His bellowing aroused the rest of the guard, who all came tumbling out of the hut in various states of undress. The guard commander was almost frenzied. Doddy then set about him, telling him what he thought of the sentries in general, and me in particular. A deathly silence then descended on the wooded glade. Doddy stomped off, after making copious notes in his book. The guard commander stood there speechless. Among us lads there was an air of expectancy, to being well and truly trampled into the mud. Suddenly an owl hooted and Aggie Moss burst out laughing. That galvanised the guard commander into action. He took refuge in his little book, taking all our names and numbers, and inviting us to a lovely little party in the company office at 9am next morning.
The rest of the night passed without incident. Both Doddy and the guard commander came up trumps in the end. They came into the guardroom before we were relieved, gave us a lecture on the duties of a sentry.

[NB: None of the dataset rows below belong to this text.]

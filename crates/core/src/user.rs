//! Signed-in user profile, stored under `user_data`

use serde::{Deserialize, Serialize};

use crate::error::AccessError;
use crate::keys::USER_DATA_KEY;
use crate::store::KeyValueStore;

#[derive(Debug, Clone, PartialEq, Eq, Serialize, Deserialize)]
#[serde(rename_all = "camelCase")]
pub struct UserProfile {
    pub uid: String,
    #[serde(default)]
    pub email: String,
    #[serde(default)]
    pub display_name: String,
    #[serde(default)]
    pub role: String,
}

/// Reads the signed-in user, failing with `Configuration` when there is none.
pub fn current_user(store: &dyn KeyValueStore) -> Result<UserProfile, AccessError> {
    let raw = store
        .get(USER_DATA_KEY)?
        .ok_or_else(|| AccessError::Configuration("no user_data entry".to_string()))?;

    let profile: UserProfile = serde_json::from_str(&raw)
        .map_err(|e| AccessError::Configuration(format!("unreadable user_data: {e}")))?;

    if profile.uid.trim().is_empty() {
        return Err(AccessError::Configuration("user_data has an empty uid".to_string()));
    }
    Ok(profile)
}

pub fn save_user(store: &dyn KeyValueStore, profile: &UserProfile) -> anyhow::Result<()> {
    let json = serde_json::to_string(profile)?;
    store.set(USER_DATA_KEY, &json)
}

pub fn clear_user(store: &dyn KeyValueStore) -> anyhow::Result<()> {
    store.remove(USER_DATA_KEY)
}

Then excused our lapses by saying we were all civilians at heart, and we would none of us ever make decent soldiers.
Our training finished around Christmas, and we were all put on draft to join our regiments. Joe Rayson, Aggie and I were to report to Ringwood in Hampshire and join the 2nd Tanks. We remembered another time we had made a journey together, not knowing what to expect at the other end. It seemed a long time ago. This time we were feeling a lot more confident, and a lot older in years. Six months in the army had taught me many things. Including not to expect too much.
I was feeling fitter than I had ever done before. I also felt, if I was in the army, I had better make the best of it. Although the Militia lads had only been called up for six
months, I knew that I was in it now until the war was over. Little did I know what lay before me. Perhaps it was as well I didn’t!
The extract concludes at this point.